Capítulo 10

Marie Catherine Murphy llegó al apartamento IB y se dio cuenta, sencillamente, de que algo iba mal; sobre todo porque eran las nueve menos diez, había llegado tarde, era el día del examen de prácticas multiestado y Chloe no respondía a sus llamadas a la puerta. Y aunque no era infrecuente que Chloe se retrasara también, lo cual explicaba en parte por qué eran tan buenas amigas, al final siempre acababa apareciendo; eso sí, en pijama, con una gran excusa y dos enormes tazas de café recién hecho, así como con una caja de dulces Stella D'Oro para el desayuno. Hacía tres años que compartían coche para ir a Saint John, y Marie no recordaba ni una sola vez en que Chloe la hubiera dejado plantada por mucho que ella se hubiera retrasado al pasar a recogerla.

Una mujer mayor le había abierto la puerta a través del telefonillo, y Marie llevaba cinco minutos llamando al timbre de su amiga. Sabía que Chloe y Michael habían salido la noche anterior, y al principio había supuesto que él se habría quedado a pasar la noche y que ambos se habrían dormido. Aquella idea la había hecho dudar y rezó para que Michael no le abriera la puerta en calzoncillos. Con café o sin él, Marie no necesitaba semejante espectáculo. Sin embargo, habían transcurrido cinco minutos y seguía sin obtener respuesta a sus llamadas al timbre. Se estaba inquietando por momentos. Intentó atisbar por la rendija del correo, pero descubrió que la habían tapado con algo por dentro.

Salió al exterior y encendió un cigarrillo. Vio que el extraño vecino de Chloe la contemplaba tras su ventana, más arriba, con su sempiterna taza en la mano, medio desnudo, desde luego. Con aquellas gruesas gafas y su extraña mueca resultaba de lo más inquietante. Un escalofrío la estremeció. Se dio cuenta de que las cortinas de la parte de delante del apartamento de Chloe estaban echadas y también las del dormitorio. El coche no se hallaba en su plaza, y el BMW de Michael no se veía por ninguna parte.

«No te asustes. Estoy segura de que no pasa nada.»

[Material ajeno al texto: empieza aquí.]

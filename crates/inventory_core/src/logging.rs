//! Rolling file logging for the inventory tracker.
//!
//! # Responsibility
//! - Initialize file-based rolling logs exactly once per process.
//! - Capture panics as sanitized log events.
//!
//! # Invariants
//! - Initialization is idempotent for identical level and directory.
//! - Re-initialization with a different level or directory is rejected.
//! - Initialization never panics; stdout stays reserved for the session.

use flexi_logger::{Cleanup, Criterion, FileSpec, Logger, LoggerHandle, Naming, WriteMode};
use log::{error, info};
use once_cell::sync::OnceCell;
use std::path::{Path, PathBuf};

const LOG_FILE_BASENAME: &str = "inventory";
const MAX_LOG_FILE_SIZE_BYTES: u64 = 10 * 1024 * 1024;
const MAX_LOG_FILES: usize = 5;
const MAX_PANIC_PAYLOAD_CHARS: usize = 160;

static LOGGING_STATE: OnceCell<LoggingState> = OnceCell::new();
static PANIC_HOOK_INSTALLED: OnceCell<()> = OnceCell::new();

struct LoggingState {
    level: &'static str,
    log_dir: PathBuf,
    _logger: LoggerHandle,
}

/// Starts file logging at `level` under `log_dir`.
///
/// Returns a human-readable error string when logging cannot be started;
/// callers are expected to report it and carry on without logs.
///
/// # Errors
/// - `level` is not one of `trace|debug|info|warn|error`.
/// - `log_dir` is not absolute or cannot be created.
/// - Logging is already active with a different level or directory.
pub fn init_logging(level: &str, log_dir: &Path) -> Result<(), String> {
    let level = normalize_level(level)?;
    if !log_dir.is_absolute() {
        return Err(format!(
            "log directory must be an absolute path, got `{}`",
            log_dir.display()
        ));
    }

    let state = LOGGING_STATE.get_or_try_init(|| start_logger(level, log_dir))?;
    ensure_same_config(state, level, log_dir)
}

/// Returns `(level, log_dir)` when logging is active.
pub fn logging_status() -> Option<(&'static str, PathBuf)> {
    LOGGING_STATE
        .get()
        .map(|state| (state.level, state.log_dir.clone()))
}

/// Default level: `debug` in debug builds, `info` in release builds.
pub fn default_log_level() -> &'static str {
    if cfg!(debug_assertions) {
        "debug"
    } else {
        "info"
    }
}

fn start_logger(level: &'static str, log_dir: &Path) -> Result<LoggingState, String> {
    std::fs::create_dir_all(log_dir).map_err(|err| {
        format!(
            "failed to create log directory `{}`: {err}",
            log_dir.display()
        )
    })?;

    let logger = Logger::try_with_str(level)
        .map_err(|err| format!("invalid log level `{level}`: {err}"))?
        .log_to_file(
            FileSpec::default()
                .directory(log_dir)
                .basename(LOG_FILE_BASENAME),
        )
        .rotate(
            Criterion::Size(MAX_LOG_FILE_SIZE_BYTES),
            Naming::Numbers,
            Cleanup::KeepLogFiles(MAX_LOG_FILES),
        )
        .write_mode(WriteMode::BufferAndFlush)
        .append()
        .format_for_files(flexi_logger::detailed_format)
        .start()
        .map_err(|err| format!("failed to start logger: {err}"))?;

    install_panic_hook_once();

    info!(
        "event=app_start module=core status=ok platform={} build_mode={} version={}",
        std::env::consts::OS,
        if cfg!(debug_assertions) { "debug" } else { "release" },
        env!("CARGO_PKG_VERSION")
    );
    info!(
        "event=logging_init module=core status=ok level={} log_dir={}",
        level,
        log_dir.display()
    );

    Ok(LoggingState {
        level,
        log_dir: log_dir.to_path_buf(),
        _logger: logger,
    })
}

fn ensure_same_config(state: &LoggingState, level: &str, log_dir: &Path) -> Result<(), String> {
    if state.log_dir != log_dir {
        return Err(format!(
            "logging already initialized at `{}`; refusing to switch to `{}`",
            state.log_dir.display(),
            log_dir.display()
        ));
    }
    if state.level != level {
        return Err(format!(
            "logging already initialized with level `{}`; refusing to switch to `{}`",
            state.level, level
        ));
    }
    Ok(())
}

fn normalize_level(level: &str) -> Result<&'static str, String> {
    match level.trim().to_ascii_lowercase().as_str() {
        "trace" => Ok("trace"),
        "debug" => Ok("debug"),
        "info" => Ok("info"),
        "warn" | "warning" => Ok("warn"),
        "error" => Ok("error"),
        other => Err(format!(
            "unsupported log level `{other}`; expected trace|debug|info|warn|error"
        )),
    }
}

fn install_panic_hook_once() {
    if PANIC_HOOK_INSTALLED.set(()).is_err() {
        return;
    }

    let previous_hook = std::panic::take_hook();
    std::panic::set_hook(Box::new(move |panic_info| {
        let location = panic_info
            .location()
            .map(|loc| format!("{}:{}", loc.file(), loc.line()))
            .unwrap_or_else(|| "unknown".to_string());
        let payload = if let Some(message) = panic_info.payload().downcast_ref::<&str>() {
            (*message).to_string()
        } else if let Some(message) = panic_info.payload().downcast_ref::<String>() {
            message.clone()
        } else {
            "non-string panic payload".to_string()
        };
        error!(
            "event=panic_captured module=core status=error location={} payload={}",
            location,
            sanitize_message(&payload, MAX_PANIC_PAYLOAD_CHARS)
        );
        previous_hook(panic_info);
    }));
}

// Panic text may echo user input; keep it on one line and bounded.
fn sanitize_message(value: &str, max_chars: usize) -> String {
    let normalized = value.replace(['\n', '\r'], " ");
    let mut truncated = normalized.chars().take(max_chars).collect::<String>();
    if normalized.chars().count() > max_chars {
        truncated.push_str("...");
    }
    truncated
}

#[cfg(test)]
mod tests {
    use super::{init_logging, logging_status, normalize_level, sanitize_message};
    use std::path::Path;

    #[test]
    fn normalize_level_accepts_aliases_and_case() {
        assert_eq!(normalize_level("INFO"), Ok("info"));
        assert_eq!(normalize_level(" warning "), Ok("warn"));
        assert!(normalize_level("verbose").is_err());
    }

    #[test]
    fn relative_log_dir_is_rejected() {
        let error = init_logging("info", Path::new("logs")).expect_err("relative dir must fail");
        assert!(error.contains("absolute"));
    }

    #[test]
    fn sanitize_message_flattens_and_truncates() {
        let sanitized = sanitize_message("row1\nrow2\rrow3", 8);
        assert!(!sanitized.contains('\n'));
        assert!(!sanitized.contains('\r'));
        assert!(sanitized.ends_with("..."));
    }

    #[test]
    fn init_logging_is_idempotent_and_rejects_conflicts() {
        let dir = tempfile::tempdir().expect("temp dir");
        let log_dir = dir.path().join("logs");
        let other_dir = dir.path().join("other");

        init_logging("info", &log_dir).expect("first init should succeed");
        init_logging("INFO", &log_dir).expect("same config should be idempotent");

        let level_error = init_logging("debug", &log_dir).expect_err("level conflict");
        assert!(level_error.contains("refusing to switch"));
        let dir_error = init_logging("info", &other_dir).expect_err("directory conflict");
        assert!(dir_error.contains("refusing to switch"));

        let (level, active_dir) = logging_status().expect("logging should be active");
        assert_eq!(level, "info");
        assert_eq!(active_dir, log_dir);
    }
}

Caminó hasta el otro lado del edificio de ladrillo, hacia donde estaba la ventana de la cocina. Se encontraba cerrada, pero las cortinas estaban descorridas. A un metro setenta, el alféizar todavía la sobrepasaba veinte centímetros. Suspiró. Aquella tarde tenía que ir a trabajar y se había puesto falda y tacones altos. Dejó el bolso en el suelo y se maldijo por no haberse vestido con chándal y zapatillas. Aplastó el cigarrillo y trepó al murete de ladrillo que corría adyacente a la ventana de la cocina y enmarcaba los escalones que conducían al sótano del edificio. Apoyándose en un cubo de basura izó su fornido cuerpo hasta el marco de la ventana y, sujetándose al alféizar tanto para no caer como para mantener el equilibrio, atisbo dentro. Delante de ella, en la mesa de la cocina, estaba Pete en su jaula cubierta por un trapo. A su izquierda se veía una pila de platos en el fregadero. La puerta estaba abierta, y vio que en el salón, al fondo del pasillo, la mesa de centro estaba cubierta de periódicos. Marie se sintió inmediatamente aliviada. Si el apartamento hubiera estado limpio, ella habría sabido que algo iba mal. Sin embargo, ofrecía todo el aspecto de que Chloe había pasado la noche fuera.

«Seguramente se ha quedado en casa de Michael y se ha olvidado de avisarme. Él la habrá dejado en clase esta mañana con una taza de café de Dunkin' Donuts y un bollo de crema, y en estos momentos Chloe estará aprendiendo los trucos para convertirse en abogada mientras yo estoy aquí, con mi gordo culo al viento, mirando por la ventana de su cocina como una boba.»

Empezó a sentirse molesta. Además, iba a llegar tarde a la prueba práctica. Se disponía a bajar de su precario asidero cuando un pensamiento le cruzó por la mente: si Chloe no había pasado la noche en casa, ¿quién había tapado la jaula de Pete? Se detuvo, inquieta por algo que había creído ver en el suelo del pasillo, justo fuera de la cocina. Algo en su subconsciente la obligó a dar media vuelta para echar otro vistazo. Se estiró de nuevo, pegó la cara al cristal, hizo pantalla con las manos y aguzó la vista todo lo posible.

Tardó varios segundos en reconocer que las oscuras manchas que divisaba eran, en realidad, huellas de pies. Y aún tardó unos segundos más en comprender que parecían ser de sangre.

Fue entonces cuando Marie Catherine Murphy se cayó de lo alto del cubo de basura y empezó a gritar.